Reinhardt came up beside her. “What are we doing here, Ms.McHenry?”
“I don’t know. I just . . .” She scanned the room, then turned to look up at him. He wore a blue plaid flannel shirt over T-shirt and jeans, his security keycard dangling on a blue lanyard from his neck. A faint red-gold grizzle gleamed on his cheeks, and behind his glasses, shadows cupped his eyes. In the dim light, he looked tired and more boyish than she remembered. Instead of the vaunted Dr. Reinhardt, or the absentminded geek, he seemed just a normal man.
“Did you see him at all?” she asked.
His eyes, which had been sweeping the room as if he expected an attack at any moment, came back to her. He didn’t have to ask whom she meant. “No. But I heard someone running and the door slam. And when I came around the corner, you were still in the frog room with the door open. . . .”
She held his gaze soberly. “I didn’t tip over that tank.”
“I know.” He drew a deep breath and let it out. “Why don’t you tell me what did happen?”
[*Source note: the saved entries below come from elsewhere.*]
/*!
 * Tests for the playback scheduler
 */

use rand::Rng;

use scrollcast::errors::PlaybackError;
use scrollcast::playback::{
    ManualClock, PlaybackEntry, PlaybackEvent, PlaybackState, RecordingRenderer, Scheduler, TimingSource,
    FALLBACK_DURATION_MS,
};
use scrollcast::playback::scheduler::has_explicit_start;

use crate::common::FlakyRenderer;

fn run_to_end(scheduler: &mut Scheduler<ManualClock>, clock: &ManualClock, renderer: &mut RecordingRenderer, frame_ms: u64) {
    scheduler.start().unwrap();
    while scheduler.state() == PlaybackState::Playing {
        scheduler.tick(renderer);
        clock.advance(frame_ms);
    }
}

/// Test that every entry fires once in start order for random frame rates
#[test]
fn test_tick_withRandomFrameRates_shouldFireEachEntryOnceInOrder() {
    let mut rng = rand::rng();

    for _ in 0..30 {
        let count = rng.random_range(1..40usize);
        let entries: Vec<PlaybackEntry> = (0..count)
            .map(|i| PlaybackEntry::timed(rng.random_range(0..5_000), rng.random_range(0..2_000), format!("u{}", i)))
            .collect();
        let clock = ManualClock::new();
        let mut scheduler = Scheduler::with_clock(clock.clone());
        scheduler.load(entries.clone());
        let mut renderer = RecordingRenderer::new(count);

        run_to_end(&mut scheduler, &clock, &mut renderer, rng.random_range(1..250));

        let mut fired = renderer.activated_indices();
        let starts: Vec<u64> = fired.iter().map(|&i| scheduler.entries()[i].start_ms).collect();
        assert!(starts.windows(2).all(|w| w[0] <= w[1]));
        fired.sort_unstable();
        assert_eq!(fired, (0..count).collect::<Vec<_>>());
        assert_eq!(scheduler.executed_count(), count);
        assert!(matches!(renderer.events.last(), Some(PlaybackEvent::TimelineComplete { .. })));
    }
}

/// Test that an event is never delivered before its start
#[test]
fn test_tick_shouldNotDispatchBeforeStart() {
    let clock = ManualClock::new();
    let mut scheduler = Scheduler::with_clock(clock.clone());
    scheduler.load(vec![PlaybackEntry::timed(0, 10, "a"), PlaybackEntry::timed(500, 10, "b")]);
    let mut renderer = RecordingRenderer::new(2);

    run_to_end(&mut scheduler, &clock, &mut renderer, 7);

    for event in &renderer.events {
        if let PlaybackEvent::UnitActivated { data, global_time_ms, .. } = event {
            assert!(*global_time_ms >= data.start_ms);
        }
    }
    assert!(renderer.events.last().unwrap().global_time_ms() >= 510);
}

/// Test legacy inputs without starts
#[test]
fn test_load_withoutStarts_shouldSumDurations() {
    let entries = vec![
        PlaybackEntry::sequential(1000, "a"),
        PlaybackEntry::sequential(2000, "b"),
        PlaybackEntry::sequential(500, "c"),
    ];
    assert!(!has_explicit_start(&entries));

    let mut scheduler = Scheduler::with_clock(ManualClock::new());
    scheduler.load(entries);

    assert_eq!(scheduler.timing_source(), TimingSource::Cumulative);
    let starts: Vec<u64> = scheduler.entries().iter().map(|e| e.start_ms).collect();
    assert_eq!(starts, vec![0, 1000, 3000]);
    assert_eq!(scheduler.total_duration_ms(), 3500);
}

/// Test that overlapping explicit entries end at the latest end
#[test]
fn test_load_withExplicitOverlaps_shouldUseLatestEnd() {
    let mut scheduler = Scheduler::with_clock(ManualClock::new());
    scheduler.load(vec![
        PlaybackEntry::timed(0, 3600, "a"),
        PlaybackEntry::timed(3200, 3600, "b"),
        PlaybackEntry::timed(1000, 100, "c"),
    ]);

    assert_eq!(scheduler.timing_source(), TimingSource::Explicit);
    assert_eq!(scheduler.total_duration_ms(), 6800);
}

/// Test that a missing duration falls back to the constant
#[test]
fn test_load_withMissingDuration_shouldUseFallback() {
    let mut scheduler = Scheduler::with_clock(ManualClock::new());
    scheduler.load(vec![
        PlaybackEntry::sequential(1000, "a"),
        PlaybackEntry {
            content: "b".to_string(),
            ..Default::default()
        },
        PlaybackEntry::sequential(1000, "c"),
    ]);

    assert_eq!(scheduler.entries()[1].duration_ms, FALLBACK_DURATION_MS);
    assert_eq!(scheduler.entries()[2].start_ms, 1000 + FALLBACK_DURATION_MS);
}

/// Test that indices beyond the renderer are skipped silently
#[test]
fn test_tick_withSmallRenderer_shouldSkipOutOfRangeIndices() {
    let clock = ManualClock::new();
    let mut scheduler = Scheduler::with_clock(clock.clone());
    scheduler.load(vec![
        PlaybackEntry::timed(0, 100, "a"),
        PlaybackEntry::timed(100, 100, "b"),
        PlaybackEntry::timed(200, 100, "c"),
    ]);
    let mut renderer = RecordingRenderer::new(1);

    run_to_end(&mut scheduler, &clock, &mut renderer, 50);

    assert_eq!(renderer.activated_indices(), vec![0]);
    assert!(renderer.completed());
    assert_eq!(scheduler.executed_count(), 3);
}

/// Test that renderer failures skip only the failing event
#[test]
fn test_tick_withFailingRenderer_shouldContinue() {
    let clock = ManualClock::new();
    let mut scheduler = Scheduler::with_clock(clock.clone());
    scheduler.load(vec![
        PlaybackEntry::timed(0, 100, "a"),
        PlaybackEntry::timed(100, 100, "b"),
        PlaybackEntry::timed(200, 100, "c"),
    ]);
    let mut renderer = FlakyRenderer::new(3, vec![1]);

    scheduler.start().unwrap();
    while scheduler.state() == PlaybackState::Playing {
        scheduler.tick(&mut renderer);
        clock.advance(25);
    }

    assert_eq!(renderer.delivered, vec![0, 2]);
    assert_eq!(renderer.completions, 1);
}

/// Test that pausing neither repeats nor skips entries
#[test]
fn test_pause_thenResume_shouldCarryElapsedTime() {
    let clock = ManualClock::new();
    let mut scheduler = Scheduler::with_clock(clock.clone());
    scheduler.load(vec![
        PlaybackEntry::timed(0, 100, "a"),
        PlaybackEntry::timed(100, 100, "b"),
        PlaybackEntry::timed(200, 100, "c"),
    ]);
    let mut renderer = RecordingRenderer::new(3);

    scheduler.start().unwrap();
    scheduler.tick(&mut renderer);
    clock.advance(150);
    scheduler.tick(&mut renderer);
    scheduler.pause();
    assert_eq!(scheduler.state(), PlaybackState::Idle);

    // Time spent paused does not count
    clock.advance(10_000);
    assert_eq!(scheduler.tick(&mut renderer), 0);
    assert_eq!(scheduler.elapsed_ms(), 150);

    scheduler.start().unwrap();
    scheduler.tick(&mut renderer);
    assert_eq!(renderer.activated_indices(), vec![0, 1]);

    clock.advance(50);
    scheduler.tick(&mut renderer);
    assert_eq!(renderer.activated_indices(), vec![0, 1, 2]);
}

/// Test that reload rewinds playback
#[test]
fn test_reload_afterCompletion_shouldAllowReplay() {
    let clock = ManualClock::new();
    let mut scheduler = Scheduler::with_clock(clock.clone());
    scheduler.load(vec![PlaybackEntry::timed(0, 100, "a")]);
    let mut renderer = RecordingRenderer::new(1);

    run_to_end(&mut scheduler, &clock, &mut renderer, 40);
    assert_eq!(scheduler.state(), PlaybackState::Completed);
    assert!(matches!(scheduler.start(), Err(PlaybackError::InvalidState(_))));

    scheduler.reload();
    assert_eq!(scheduler.executed_count(), 0);
    run_to_end(&mut scheduler, &clock, &mut renderer, 40);

    assert_eq!(renderer.activated_indices(), vec![0, 0]);
}

/// Test that stop halts ticking at the next frame
#[test]
fn test_stop_shouldEndPlayingState() {
    let clock = ManualClock::new();
    let mut scheduler = Scheduler::with_clock(clock.clone());
    scheduler.load(vec![PlaybackEntry::timed(0, 100, "a"), PlaybackEntry::timed(1000, 100, "b")]);
    let mut renderer = RecordingRenderer::new(2);

    scheduler.start().unwrap();
    scheduler.tick(&mut renderer);
    scheduler.stop_handle().stop();
    clock.advance(2000);

    assert_eq!(scheduler.tick(&mut renderer), 0);
    assert_eq!(scheduler.state(), PlaybackState::Idle);
    assert_eq!(renderer.activated_indices(), vec![0]);
}

/// Test that starting an empty scheduler fails
#[test]
fn test_start_withNothingLoaded_shouldFail() {
    let mut scheduler = Scheduler::with_clock(ManualClock::new());
    scheduler.load(Vec::new());

    assert_eq!(scheduler.start(), Err(PlaybackError::NothingLoaded));
}

/// Test that enormous timings from a timeline file load and tick without overflow
#[test]
fn test_load_withHugeTimings_shouldSaturateAndKeepTicking() {
    let entries = scrollcast::playback::entries_from_json(
        r#"[{"start_ms":1e30,"duration_ms":1e30},{"start_ms":0,"duration_ms":1e30}]"#,
    )
    .unwrap();
    let clock = ManualClock::new();
    let mut scheduler = Scheduler::with_clock(clock.clone());

    scheduler.load(entries);

    assert_eq!(scheduler.timing_source(), TimingSource::Explicit);
    assert_eq!(scheduler.total_duration_ms(), u64::MAX);
    assert!(scheduler.entries().iter().all(|e| e.end_ms == u64::MAX));

    let mut renderer = RecordingRenderer::new(2);
    scheduler.start().unwrap();
    clock.advance(1_000);
    scheduler.tick(&mut renderer);

    assert_eq!(renderer.activated_indices(), vec![1]);
    assert_eq!(scheduler.state(), PlaybackState::Playing);

    let mut sequential = Scheduler::with_clock(ManualClock::new());
    sequential.load(vec![
        PlaybackEntry::sequential(0, "a"),
        PlaybackEntry { duration_ms: Some(1e30), ..PlaybackEntry::sequential(0, "b") },
        PlaybackEntry { duration_ms: Some(1e30), ..PlaybackEntry::sequential(0, "c") },
    ]);
    assert_eq!(sequential.total_duration_ms(), u64::MAX);
}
So she did, though there wasn’t much to tell he’ d not already seen. “You’d back me up, then?” she asked when she was finished. “If I went down and reported this?”
“Of course. Though I don’t think it would do much good.”
She recalled their conversation earlier in the day, when she’ d stopped by his office and he’d refused to acknowledge last night’s events, and abruptly knew why she had come up here. “We need to talk.”
He grimaced. “In that case, I’ll need some coffee. Shall I get you some, too?”
“No, thanks.”
She followed him to the machine and watched as he filled the paper cup, then added sugar but no creamer. She liked his hands—strong, well-formed, capable. He picked up the cup and led her to the table nearest the wall that framed the great window and sat down with his back to it, facing the room.
She settled beside him rather than across from him, and they sat in silence while he sipped his coffee and kept his eyes on the room.
Presently she said, “You lied to me, Doctor. You sat there in your office today and flat-out
lied
to me! You, the supposedly honorable, virtuous Christian!”
He grimaced but made no effort to defend himself. “I sin like everyone else, Ms. McHenry,” he said, eyes dropping to the cup on the table before him, cupped by both hands. “I just happen to have the liberty of being able to confess it afterward.” His eyes came back to hers. “And the situation is . . . more complicated than you know.”